Importing Data into Python

Importing Data into Python#

Note

For students of CHM223, you should be familiar with simple Python syntax related to importing packages and defining variables after assignment 1. From assignment 2, you should be familiar with simple plotting using matplotlib. We will assume some of this basic knowledge in this section, however plotting in particular will be covered in more detail in another section

Here, we will learn how to actually import data into Python to be manipulated. This is typically done through packages, the main two that are used are numpy and pandas. Pandas is typically used for massive datasets and has a lot of built-in function for data processing and analysis. By contrast, numpy is a bit more barebones but (usefully) relatively straightforward to use.

Importing experimental data is simple in theory, but usually requires some care in practice. Ideally, all experimental data would look like the following:

Time (s)	Conc (mM)
0	1
1	0.72
2	0.51
3	0.37
4	0.26
5	0.19
6	0.14
7	0.1
8	0.07
9	0.05
10	0.04

However in reality, it looks more like this:

_images/scary_tres_data.png — Fig. 1 Imperiale, C. *et al.* (Wilson) **2023**. *ChemRxiv*#

(For those interested, yes, this is actual data. It is a Time-Resolved Emission Spectrum of lead sulphide quantum dots, which tracks the intensity of photoluminescence at each wavelength over time following pulsed excitation from a laser. Check out the citation source if you’re interested!)

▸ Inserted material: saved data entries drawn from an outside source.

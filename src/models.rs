use chrono::{DateTime, Utc};
use serde::{Deserialize, Serialize};

/// Floor applied to any width/height so "clamped strictly positive" holds
/// without introducing NaN/zero-size elements from malformed client input.
pub const MIN_POSITIVE: f64 = 0.0001;

pub const MIN_ZOOM: f64 = 0.1;
pub const MAX_ZOOM: f64 = 5.0;

fn clamp_positive(v: f64) -> f64 {
    if v.is_finite() && v > 0.0 { v } else { MIN_POSITIVE }
}

fn default_true() -> bool {
    true
}

#[derive(Debug, Clone, Copy, Serialize, Deserialize, PartialEq, Eq)]
#[serde(rename_all = "lowercase")]
pub enum ShapeKind {
    Square,
    Rectangle,
    Circle,
    Triangle,
    Star,
    Image,
    Text,
}

#[derive(Debug, Clone, Copy, Serialize, Deserialize, PartialEq, Eq)]
#[serde(rename_all = "lowercase")]
pub enum Role {
    Admin,
    Readonly,
}

/// A drawable item in a room. See the data model for field semantics.
#[derive(Debug, Clone, Serialize, Deserialize, PartialEq)]
#[serde(rename_all = "camelCase")]
pub struct Element {
    pub id: String,
    pub shape: ShapeKind,
    pub x: f64,
    pub y: f64,
    pub width: f64,
    pub height: f64,
    #[serde(default)]
    pub rotation: f64,
    pub color: String,
    #[serde(default)]
    pub text: String,
    #[serde(default, skip_serializing_if = "Option::is_none")]
    pub font_size: Option<f64>,
    #[serde(default, skip_serializing_if = "Option::is_none")]
    pub font_family: Option<String>,
    #[serde(default, skip_serializing_if = "Option::is_none")]
    pub font_weight: Option<String>,
    #[serde(default, skip_serializing_if = "Option::is_none")]
    pub font_style: Option<String>,
    #[serde(default, skip_serializing_if = "Option::is_none")]
    pub text_decoration: Option<String>,
    #[serde(default, skip_serializing_if = "Option::is_none")]
    pub filename: Option<String>,
    #[serde(default, skip_serializing_if = "Option::is_none")]
    pub original_name: Option<String>,
    pub layer_id: String,
    #[serde(default)]
    pub z_index: i64,
    #[serde(default, skip_serializing_if = "Option::is_none")]
    pub group_id: Option<String>,
}

impl Element {
    /// Enforce the positive-size invariant in place. Called on insert and on
    /// every merge from an `Update`/`Move` patch.
    pub fn sanitize(&mut self) {
        self.width = clamp_positive(self.width);
        self.height = clamp_positive(self.height);
    }
}

/// A partial update to an element, keyed by `id`. Unset fields are left alone.
#[derive(Debug, Clone, Serialize, Deserialize)]
#[serde(rename_all = "camelCase")]
pub struct ElementPatch {
    pub id: String,
    #[serde(default, skip_serializing_if = "Option::is_none")]
    pub shape: Option<ShapeKind>,
    #[serde(default, skip_serializing_if = "Option::is_none")]
    pub x: Option<f64>,
    #[serde(default, skip_serializing_if = "Option::is_none")]
    pub y: Option<f64>,
    #[serde(default, skip_serializing_if = "Option::is_none")]
    pub width: Option<f64>,
    #[serde(default, skip_serializing_if = "Option::is_none")]
    pub height: Option<f64>,
    #[serde(default, skip_serializing_if = "Option::is_none")]
    pub rotation: Option<f64>,
    #[serde(default, skip_serializing_if = "Option::is_none")]
    pub color: Option<String>,
    #[serde(default, skip_serializing_if = "Option::is_none")]
    pub text: Option<String>,
    #[serde(default, skip_serializing_if = "Option::is_none")]
    pub font_size: Option<f64>,
    #[serde(default, skip_serializing_if = "Option::is_none")]
    pub font_family: Option<String>,
    #[serde(default, skip_serializing_if = "Option::is_none")]
    pub font_weight: Option<String>,
    #[serde(default, skip_serializing_if = "Option::is_none")]
    pub font_style: Option<String>,
    #[serde(default, skip_serializing_if = "Option::is_none")]
    pub text_decoration: Option<String>,
    #[serde(default, skip_serializing_if = "Option::is_none")]
    pub filename: Option<String>,
    #[serde(default, skip_serializing_if = "Option::is_none")]
    pub original_name: Option<String>,
    #[serde(default, skip_serializing_if = "Option::is_none")]
    pub layer_id: Option<String>,
    #[serde(default, skip_serializing_if = "Option::is_none")]
    pub z_index: Option<i64>,
    #[serde(default, skip_serializing_if = "Option::is_none")]
    pub group_id: Option<String>,
}

impl ElementPatch {
    /// Merge this patch's `Some` fields onto `target`, then re-sanitize.
    pub fn apply_to(&self, target: &mut Element) {
        if let Some(v) = self.shape {
            target.shape = v;
        }
        if let Some(v) = self.x {
            target.x = v;
        }
        if let Some(v) = self.y {
            target.y = v;
        }
        if let Some(v) = self.width {
            target.width = v;
        }
        if let Some(v) = self.height {
            target.height = v;
        }
        if let Some(v) = self.rotation {
            target.rotation = v;
        }
        if let Some(ref v) = self.color {
            target.color = v.clone();
        }
        if let Some(ref v) = self.text {
            target.text = v.clone();
        }
        if self.font_size.is_some() {
            target.font_size = self.font_size;
        }
        if let Some(ref v) = self.font_family {
            target.font_family = Some(v.clone());
        }
        if let Some(ref v) = self.font_weight {
            target.font_weight = Some(v.clone());
        }
        if let Some(ref v) = self.font_style {
            target.font_style = Some(v.clone());
        }
        if let Some(ref v) = self.text_decoration {
            target.text_decoration = Some(v.clone());
        }
        if let Some(ref v) = self.filename {
            target.filename = Some(v.clone());
        }
        if let Some(ref v) = self.original_name {
            target.original_name = Some(v.clone());
        }
        if let Some(ref v) = self.layer_id {
            target.layer_id = v.clone();
        }
        if let Some(v) = self.z_index {
            target.z_index = v;
        }
        if self.group_id.is_some() {
            target.group_id = self.group_id.clone();
        }
        target.sanitize();
    }
}

/// An ordered, named grouping of elements within a room.
#[derive(Debug, Clone, Serialize, Deserialize, PartialEq)]
#[serde(rename_all = "camelCase")]
pub struct Layer {
    pub id: String,
    pub name: String,
    #[serde(default = "default_true")]
    pub visible: bool,
    #[serde(default)]
    pub locked: bool,
    #[serde(default)]
    pub elements: Vec<String>,
}

impl Layer {
    pub fn new_default(id: impl Into<String>, name: impl Into<String>) -> Self {
        Self {
            id: id.into(),
            name: name.into(),
            visible: true,
            locked: false,
            elements: Vec::new(),
        }
    }
}

#[derive(Debug, Clone, Serialize, Deserialize)]
#[serde(rename_all = "camelCase")]
pub struct LayerPatch {
    pub id: String,
    #[serde(default, skip_serializing_if = "Option::is_none")]
    pub name: Option<String>,
    #[serde(default, skip_serializing_if = "Option::is_none")]
    pub visible: Option<bool>,
    #[serde(default, skip_serializing_if = "Option::is_none")]
    pub locked: Option<bool>,
}

impl LayerPatch {
    pub fn apply_to(&self, target: &mut Layer) {
        if let Some(ref v) = self.name {
            target.name = v.clone();
        }
        if let Some(v) = self.visible {
            target.visible = v;
        }
        if let Some(v) = self.locked {
            target.locked = v;
        }
    }
}

#[derive(Debug, Clone, Copy, Serialize, Deserialize, PartialEq)]
pub struct Camera {
    pub x: f64,
    pub y: f64,
    pub zoom: f64,
}

impl Default for Camera {
    fn default() -> Self {
        Self {
            x: 0.0,
            y: 0.0,
            zoom: 1.0,
        }
    }
}

impl Camera {
    /// Zoom is clamped to [0.1, 5.0] whenever the camera crosses a boundary
    /// (stored to disk or sent to a client).
    pub fn clamped(mut self) -> Self {
        self.zoom = self.zoom.clamp(MIN_ZOOM, MAX_ZOOM);
        self
    }
}

/// Advisory "who is touching this shape right now" entry. Never gates a mutation.
#[derive(Debug, Clone, Serialize, Deserialize)]
#[serde(rename_all = "camelCase")]
pub struct ShapeHolder {
    pub user_id: String,
    pub user_name: String,
    pub action: String,
    pub acquired_at: DateTime<Utc>,
}

/// The on-disk snapshot schema for a room (§4.4). Field order matches the spec.
#[derive(Debug, Clone, Serialize, Deserialize)]
#[serde(rename_all = "camelCase")]
pub struct RoomSnapshot {
    pub elements: Vec<Element>,
    pub layers: Vec<Layer>,
    pub camera: Camera,
    #[serde(default, skip_serializing_if = "Option::is_none")]
    pub admin_password_hash: Option<String>,
    #[serde(default, skip_serializing_if = "Option::is_none")]
    pub readonly_password_hash: Option<String>,
    pub created_at: DateTime<Utc>,
    pub last_modified_at: DateTime<Utc>,
}

#[cfg(test)]
mod tests {
    use super::*;

    fn base_element() -> Element {
        Element {
            id: "e1".into(),
            shape: ShapeKind::Circle,
            x: 1.0,
            y: 1.0,
            width: 10.0,
            height: 10.0,
            rotation: 0.0,
            color: "#000".into(),
            text: String::new(),
            font_size: None,
            font_family: None,
            font_weight: None,
            font_style: None,
            text_decoration: None,
            filename: None,
            original_name: None,
            layer_id: "l1".into(),
            z_index: 0,
            group_id: None,
        }
    }

    #[test]
    fn element_sanitize_clamps_nonpositive_size() {
        let mut el = base_element();
        el.width = -5.0;
        el.height = 0.0;
        el.sanitize();
        assert!(el.width > 0.0);
        assert!(el.height > 0.0);
    }

    #[test]
    fn camera_zoom_clamped_to_bounds() {
        let c = Camera { x: 0.0, y: 0.0, zoom: 50.0 }.clamped();
        assert_eq!(c.zoom, MAX_ZOOM);

        let c = Camera { x: 0.0, y: 0.0, zoom: 0.0 }.clamped();
        assert_eq!(c.zoom, MIN_ZOOM);
    }

    #[test]
    fn element_patch_merges_only_set_fields() {
        let mut el = base_element();
        let patch = ElementPatch {
            id: "e1".into(),
            shape: None,
            x: Some(5.0),
            y: None,
            width: None,
            height: None,
            rotation: None,
            color: None,
            text: None,
            font_size: None,
            font_family: None,
            font_weight: None,
            font_style: None,
            text_decoration: None,
            filename: None,
            original_name: None,
            layer_id: None,
            z_index: None,
            group_id: None,
        };
        patch.apply_to(&mut el);
        assert_eq!(el.x, 5.0);
        assert_eq!(el.y, 1.0);
        assert_eq!(el.color, "#000");
    }
}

Now turning this data into something useful is the first, important step before we can do most meaningful analyses. With Python alone, there are countless ways to do this. For our purposes, we are going to learn how to use the numpy package to import data.

Sample Data files#

We will be using real experimental data files throughout the textbook. These are all locally hosted on this textbook, and can also be downloaded directly from the github repo. When relevant, we will also provide literature sources where you can learn more about the underlying research in which these data have been used!

Reading and Importing data files: numpy.genfromtxt#

For CHM223 students

This subsection is relevant for your assignment!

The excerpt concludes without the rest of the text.